The USPHS/IDSA states that the regimen of choice for secondary prophylaxis to prevent relapse of toxoplasmosis in HIV-infected adults, adolescents, infants, and children is a regimen of sulfadiazine and pyrimethamine (with leucovorin). In patients who cannot tolerate sulfonamides, a regimen of clindamycin and pyrimethamine (with leucovorin) is recommended; a regimen of atovaquone with or without pyrimethamine (with leucovorin) also is an alternative in adults and adolescents.

Dapsone is not recommended for secondary toxoplasmosis prophylaxis.

Other Uses

Dapsone has been effective in the treatment of bullous eruptions or mucocutaneous lesions in patients with systemic lupus erythematosus and discoid lupus erythematosus resistant to conventional antimalarial or corticosteroid therapy.

Dapsone has also been used with some success in the treatment of other diseases characterized by bullous eruptions such as bullous pemphigoid, pemphigus vulgaris, and Hailey-Hailey disease.

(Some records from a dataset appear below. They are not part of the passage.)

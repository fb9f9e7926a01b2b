//! Shared helpers for pool integration tests.

#![allow(dead_code, clippy::expect_used)]

use std::io;
use std::sync::Arc;
use std::sync::atomic::{AtomicUsize, Ordering};
use std::time::Duration;

use parking_lot::Mutex;
use tiered_pool::Pool;

/// A pool of string ids ("r1", "r2", ...) that records every factory call
/// and every destroyed resource.
pub struct Harness {
    pub pool: Pool<String, io::Error>,
    created: Arc<AtomicUsize>,
    destroyed: Arc<Mutex<Vec<String>>>,
}

impl Harness {
    pub fn new(min_idle: usize, max_idle: usize) -> Self {
        Self::with_interval(min_idle, max_idle, Duration::from_secs(30 * 60))
    }

    pub fn with_interval(min_idle: usize, max_idle: usize, interval: Duration) -> Self {
        let created = Arc::new(AtomicUsize::new(0));
        let destroyed = Arc::new(Mutex::new(Vec::new()));

        let counter = created.clone();
        let graveyard = destroyed.clone();
        let pool = Pool::builder()
            .min_idle(min_idle)
            .max_idle(max_idle)
            .recycle_interval(interval)
            .factory(move || {
                let id = counter.fetch_add(1, Ordering::SeqCst) + 1;
                async move { Ok(format!("r{id}")) }
            })
            .destructor(move |resource: String| graveyard.lock().push(resource))
            .build();

        Self {
            pool,
            created,
            destroyed,
        }
    }

    /// Number of factory calls so far.
    pub fn created(&self) -> usize {
        self.created.load(Ordering::SeqCst)
    }

    /// Resources passed to the destructor, in order.
    pub fn destroyed(&self) -> Vec<String> {
        self.destroyed.lock().clone()
    }

    /// Shared handle on the destroyed list that outlives the harness.
    pub fn graveyard(&self) -> Arc<Mutex<Vec<String>>> {
        self.destroyed.clone()
    }

    /// Check out `n` resources at once.
    pub async fn checkout(&self, n: usize) -> Vec<String> {
        let mut out = Vec::with_capacity(n);
        for _ in 0..n {
            out.push(self.pool.acquire().await.expect("acquire failed"));
        }
        out
    }

    /// Release every resource without an error.
    pub fn release_all(&self, resources: Vec<String>) {
        for resource in resources {
            self.pool
                .release(Some(resource), None)
                .expect("release failed");
        }
    }
}

/// Error used to report a resource as broken.
pub fn broken() -> io::Error {
    io::Error::new(io::ErrorKind::BrokenPipe, "connection reset")
}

Dapsone has been used in a limited number of patients in the treatment of several inflammatory dermatoses (e.g., pyoderma gangrenosum, erythema elevatum diutinum, Weber-Christian disease, Sweet's syndrome, polyarteritis nodosa, granuloma faciale) and pustular dermatoses (e.g., herpes gestationis, impetigo herpetiformis, pustular psoriasis, follicular mucinosa). Dapsone has been used with some success in the treatment of rheumatoid arthritis, relapsing polychondritis, and allergic vasculitis.